+++ Exercise data

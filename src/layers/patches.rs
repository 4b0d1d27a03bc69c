//! 패치 추출과 로렌츠 일관 재조립
//!
//! 1. `(B, H, W, C)` 입력을 `(B, C, H, W)`로 바꾼 뒤 슬라이딩 윈도우 패치를 뽑습니다.
//!    패치 하나의 배치는 `[시간 탭 K개, 탭 순서로 섞인 공간 채널...]` 입니다.
//! 2. 시간 탭들을 하나의 재스케일된 시간 값으로 합치고, 공간 탭을
//!    채널 우선 순서로 바꿉니다.
//! 3. 군 원소마다 커널 탭 치환을 적용해 방향별 패치 사본을 만듭니다.

use crate::error::{GroupConvError, Result};
use crate::layers::config::ConvConfig;
use crate::ops::lorentz::rescale_time;
use ndarray::{s, Array3, ArrayView2, ArrayView3, ArrayView4, Axis};
use num_integer::Integer;
use rayon::prelude::*;

/// floor((dim + 2p - d(k - 1) - 1) / s + 1). 유효한 위치가 없으면 `None`.
pub fn output_dim(dim: usize, kernel: usize, stride: usize, padding: usize, dilation: usize) -> Option<usize> {
    let numerator =
        dim as i64 + 2 * padding as i64 - dilation as i64 * (kernel as i64 - 1) - 1;
    let out = Integer::div_floor(&numerator, &(stride as i64)) + 1;
    (out > 0).then_some(out as usize)
}

pub fn output_size(config: &ConvConfig, h: usize, w: usize) -> Result<(usize, usize)> {
    config.validate()?;
    let (k, s, p, d) = (config.kernel_size, config.stride, config.padding, config.dilation);
    match (
        output_dim(h, k.h, s.h, p.h, d.h),
        output_dim(w, k.w, s.w, p.w, d.w),
    ) {
        (Some(h_out), Some(w_out)) => Ok((h_out, w_out)),
        _ => Err(GroupConvError::shape_mismatch(
            "padded input size",
            &[d.h * (k.h - 1) + 1, d.w * (k.w - 1) + 1],
            &[h + 2 * p.h, w + 2 * p.w],
        )),
    }
}

/// `(B, H, W, C)` -> `(B, H_out * W_out, C * K)`
///
/// 범위를 벗어난 탭은 0으로 채워집니다 (zero padding).
pub fn extract_patches(input: &ArrayView4<f32>, config: &ConvConfig) -> Result<Array3<f32>> {
    let (batch, h, w, channels) = input.dim();
    if channels != config.in_channels {
        return Err(GroupConvError::shape_mismatch(
            "input channels",
            &[batch, h, w, config.in_channels],
            &[batch, h, w, channels],
        ));
    }
    let (h_out, w_out) = output_size(config, h, w)?;
    let (kh, kw) = config.kernel_size.as_tuple();
    let (sh, sw) = config.stride.as_tuple();
    let (ph, pw) = config.padding.as_tuple();
    let (dh, dw) = config.dilation.as_tuple();
    let kernel_len = kh * kw;
    let spatial = channels - 1;
    let num_patches = h_out * w_out;

    let permuted = input.view().permuted_axes([0, 3, 1, 2]);
    let nchw = permuted.as_standard_layout();

    let mut patches = Array3::<f32>::zeros((batch, num_patches, channels * kernel_len));

    patches
        .axis_iter_mut(Axis(0))
        .into_par_iter()
        .enumerate()
        .for_each(|(b, mut image_patches)| {
            let image = nchw.index_axis(Axis(0), b);
            for (l, mut patch) in image_patches.outer_iter_mut().enumerate() {
                let (oh, ow) = (l / w_out, l % w_out);
                for ki in 0..kh {
                    let ih = (oh * sh + ki * dh) as isize - ph as isize;
                    if ih < 0 || ih >= h as isize {
                        continue;
                    }
                    for kj in 0..kw {
                        let iw = (ow * sw + kj * dw) as isize - pw as isize;
                        if iw < 0 || iw >= w as isize {
                            continue;
                        }
                        let (ih, iw) = (ih as usize, iw as usize);
                        let tap = ki * kw + kj;
                        patch[tap] = image[[0, ih, iw]];
                        for ch in 1..channels {
                            patch[kernel_len + tap * spatial + (ch - 1)] = image[[ch, ih, iw]];
                        }
                    }
                }
            }
        });

    Ok(patches)
}

/// `(B, L, C * K)` -> `(B, L, (C - 1) * K + 1)`
///
/// 시간 탭은 sqrt(k) 아래로 내려가지 않게 클램프한 뒤 하나로 합치고,
/// 공간 탭은 탭 우선에서 채널 우선 순서로 옮깁니다.
pub fn reassemble_patches(
    patches: &ArrayView3<f32>,
    in_channels: usize,
    kernel_len: usize,
    k: f32,
) -> Result<Array3<f32>> {
    let (batch, num_patches, patch_len) = patches.dim();
    if patch_len != in_channels * kernel_len {
        return Err(GroupConvError::shape_mismatch(
            "patch length",
            &[batch, num_patches, in_channels * kernel_len],
            &[batch, num_patches, patch_len],
        ));
    }
    let spatial = in_channels - 1;
    let width = spatial * kernel_len + 1;
    let mut out = Array3::<f32>::zeros((batch, num_patches, width));

    out.axis_iter_mut(Axis(0))
        .into_par_iter()
        .enumerate()
        .try_for_each(|(b, mut rows)| -> Result<()> {
            for (l, mut row) in rows.outer_iter_mut().enumerate() {
                let patch = patches.slice(s![b, l, ..]);
                row[0] = rescale_time(patch.slice(s![..kernel_len]), k).map_err(|err| {
                    tracing::warn!(batch = b, patch = l, %err, "time rescale left the real domain");
                    err
                })?;
                for tap in 0..kernel_len {
                    for ch in 0..spatial {
                        row[1 + ch * kernel_len + tap] = patch[kernel_len + tap * spatial + ch];
                    }
                }
            }
            Ok(())
        })?;

    Ok(out)
}

/// `(B, L, W)` -> `(B, G * L, W)`, 방향 우선 순서.
///
/// `perms[[g, x]] = y` 일 때 각 공간 채널의 탭 `x` 값을 `y` 자리로 옮깁니다.
/// 가중치를 공유하는 선형 레이어에 대해 이는 g로 변환된 커널 사본과의
/// 내적과 같습니다. 시간 스칼라는 치환에 불변이므로 그대로 복사합니다.
pub fn expand_orientations(
    patches: &ArrayView3<f32>,
    perms: &ArrayView2<usize>,
) -> Result<Array3<f32>> {
    let (batch, num_patches, width) = patches.dim();
    let (orientations, kernel_len) = perms.dim();
    if kernel_len == 0 || width == 0 || (width - 1) % kernel_len != 0 {
        return Err(GroupConvError::shape_mismatch(
            "tap permutation",
            &[orientations, width.saturating_sub(1)],
            &[orientations, kernel_len],
        ));
    }
    let spatial = (width - 1) / kernel_len;
    let mut out = Array3::<f32>::zeros((batch, orientations * num_patches, width));

    out.axis_iter_mut(Axis(0))
        .into_par_iter()
        .enumerate()
        .for_each(|(b, mut rows)| {
            for o in 0..orientations {
                let perm = perms.row(o);
                for l in 0..num_patches {
                    let src = patches.slice(s![b, l, ..]);
                    let mut dst = rows.row_mut(o * num_patches + l);
                    dst[0] = src[0];
                    for ch in 0..spatial {
                        let base = 1 + ch * kernel_len;
                        for tap in 0..kernel_len {
                            dst[base + perm[tap]] = src[base + tap];
                        }
                    }
                }
            }
        });

    Ok(out)
}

++++++

» **What is needed**:
Print each entry above exactly as given.

» **Written answer**:
filename src/layers/patches.rs
repository 4b0d1d27a03bc69c
//! 패치 추출과 로렌츠 일관 재조립
//!
//! 1. `(B, H, W, C)` 입력을 `(B, C, H, W)`로 바꾼 뒤 슬라이딩 윈도우 패치를 뽑습니다.
//!    패치 하나의 배치는 `[시간 탭 K개, 탭 순서로 섞인 공간 채널...]` 입니다.
//! 2. 시간 탭들을 하나의 재스케일된 시간 값으로 합치고, 공간 탭을
//!    채널 우선 순서로 바꿉니다.
//! 3. 군 원소마다 커널 탭 치환을 적용해 방향별 패치 사본을 만듭니다.

use crate::error::{GroupConvError, Result};
use crate::layers::config::ConvConfig;
use crate::ops::lorentz::rescale_time;
use ndarray::{s, Array3, ArrayView2, ArrayView3, ArrayView4, Axis};
use num_integer::Integer;
use rayon::prelude::*;

/// floor((dim + 2p - d(k - 1) - 1) / s + 1). 유효한 위치가 없으면 `None`.
pub fn output_dim(dim: usize, kernel: usize, stride: usize, padding: usize, dilation: usize) -> Option<usize> {
    let numerator =
        dim as i64 + 2 * padding as i64 - dilation as i64 * (kernel as i64 - 1) - 1;
    let out = Integer::div_floor(&numerator, &(stride as i64)) + 1;
    (out > 0).then_some(out as usize)
}

pub fn output_size(config: &ConvConfig, h: usize, w: usize) -> Result<(usize, usize)> {
    config.validate()?;
    let (k, s, p, d) = (config.kernel_size, config.stride, config.padding, config.dilation);
    match (
        output_dim(h, k.h, s.h, p.h, d.h),
        output_dim(w, k.w, s.w, p.w, d.w),
    ) {
        (Some(h_out), Some(w_out)) => Ok((h_out, w_out)),
        _ => Err(GroupConvError::shape_mismatch(
            "padded input size",
            &[d.h * (k.h - 1) + 1, d.w * (k.w - 1) + 1],
            &[h + 2 * p.h, w + 2 * p.w],
        )),
    }
}

/// `(B, H, W, C)` -> `(B, H_out * W_out, C * K)`
///
/// 범위를 벗어난 탭은 0으로 채워집니다 (zero padding).
pub fn extract_patches(input: &ArrayView4<f32>, config: &ConvConfig) -> Result<Array3<f32>> {
    let (batch, h, w, channels) = input.dim();
    if channels != config.in_channels {
        return Err(GroupConvError::shape_mismatch(
            "input channels",
            &[batch, h, w, config.in_channels],
            &[batch, h, w, channels],
        ));
    }
    let (h_out, w_out) = output_size(config, h, w)?;
    let (kh, kw) = config.kernel_size.as_tuple();
    let (sh, sw) = config.stride.as_tuple();
    let (ph, pw) = config.padding.as_tuple();
    let (dh, dw) = config.dilation.as_tuple();
    let kernel_len = kh * kw;
    let spatial = channels - 1;
    let num_patches = h_out * w_out;

    let permuted = input.view().permuted_axes([0, 3, 1, 2]);
    let nchw = permuted.as_standard_layout();

    let mut patches = Array3::<f32>::zeros((batch, num_patches, channels * kernel_len));

    patches
        .axis_iter_mut(Axis(0))
        .into_par_iter()
        .enumerate()
        .for_each(|(b, mut image_patches)| {
            let image = nchw.index_axis(Axis(0), b);
            for (l, mut patch) in image_patches.outer_iter_mut().enumerate() {
                let (oh, ow) = (l / w_out, l % w_out);
                for ki in 0..kh {
                    let ih = (oh * sh + ki * dh) as isize - ph as isize;
                    if ih < 0 || ih >= h as isize {
                        continue;
                    }
                    for kj in 0..kw {
                        let iw = (ow * sw + kj * dw) as isize - pw as isize;
                        if iw < 0 || iw >= w as isize {
                            continue;
                        }
                        let (ih, iw) = (ih as usize, iw as usize);
                        let tap = ki * kw + kj;
                        patch[tap] = image[[0, ih, iw]];
                        for ch in 1..channels {
                            patch[kernel_len + tap * spatial + (ch - 1)] = image[[ch, ih, iw]];
                        }
                    }
                }
            }
        });

    Ok(patches)
}

/// `(B, L, C * K)` -> `(B, L, (C - 1) * K + 1)`
///
/// 시간 탭은 sqrt(k) 아래로 내려가지 않게 클램프한 뒤 하나로 합치고,
/// 공간 탭은 탭 우선에서 채널 우선 순서로 옮깁니다.
pub fn reassemble_patches(
    patches: &ArrayView3<f32>,
    in_channels: usize,
    kernel_len: usize,
    k: f32,
) -> Result<Array3<f32>> {
    let (batch, num_patches, patch_len) = patches.dim();
    if patch_len != in_channels * kernel_len {
        return Err(GroupConvError::shape_mismatch(
            "patch length",
            &[batch, num_patches, in_channels * kernel_len],
            &[batch, num_patches, patch_len],
        ));
    }
    let spatial = in_channels - 1;
    let width = spatial * kernel_len + 1;
    let mut out = Array3::<f32>::zeros((batch, num_patches, width));

    out.axis_iter_mut(Axis(0))
        .into_par_iter()
        .enumerate()
        .try_for_each(|(b, mut rows)| -> Result<()> {
            for (l, mut row) in rows.outer_iter_mut().enumerate() {
                let patch = patches.slice(s![b, l, ..]);
                row[0] = rescale_time(patch.slice(s![..kernel_len]), k).map_err(|err| {
                    tracing::warn!(batch = b, patch = l, %err, "time rescale left the real domain");
                    err
                })?;
                for tap in 0..kernel_len {
                    for ch in 0..spatial {
                        row[1 + ch * kernel_len + tap] = patch[kernel_len + tap * spatial + ch];
                    }
                }
            }
            Ok(())
        })?;

    Ok(out)
}

/// `(B, L, W)` -> `(B, G * L, W)`, 방향 우선 순서.
///
/// `perms[[g, x]] = y` 일 때 각 공간 채널의 탭 `x` 값을 `y` 자리로 옮깁니다.
/// 가중치를 공유하는 선형 레이어에 대해 이는 g로 변환된 커널 사본과의
/// 내적과 같습니다. 시간 스칼라는 치환에 불변이므로 그대로 복사합니다.
pub fn expand_orientations(
    patches: &ArrayView3<f32>,
    perms: &ArrayView2<usize>,
) -> Result<Array3<f32>> {
    let (batch, num_patches, width) = patches.dim();
    let (orientations, kernel_len) = perms.dim();
    if kernel_len == 0 || width == 0 || (width - 1) % kernel_len != 0 {
        return Err(GroupConvError::shape_mismatch(
            "tap permutation",
            &[orientations, width.saturating_sub(1)],
            &[orientations, kernel_len],
        ));
    }
    let spatial = (width - 1) / kernel_len;
    let mut out = Array3::<f32>::zeros((batch, orientations * num_patches, width));

    out.axis_iter_mut(Axis(0))
        .into_par_iter()
        .enumerate()
        .for_each(|(b, mut rows)| {
            for o in 0..orientations {
                let perm = perms.row(o);
                for l in 0..num_patches {
                    let src = patches.slice(s![b, l, ..]);
                    let mut dst = rows.row_mut(o * num_patches + l);
                    dst[0] = src[0];
                    for ch in 0..spatial {
                        let base = 1 + ch * kernel_len;
                        for tap in 0..kernel_len {
                            dst[base + perm[tap]] = src[base + tap];
                        }
                    }
                }
            }
        });

    Ok(out)
}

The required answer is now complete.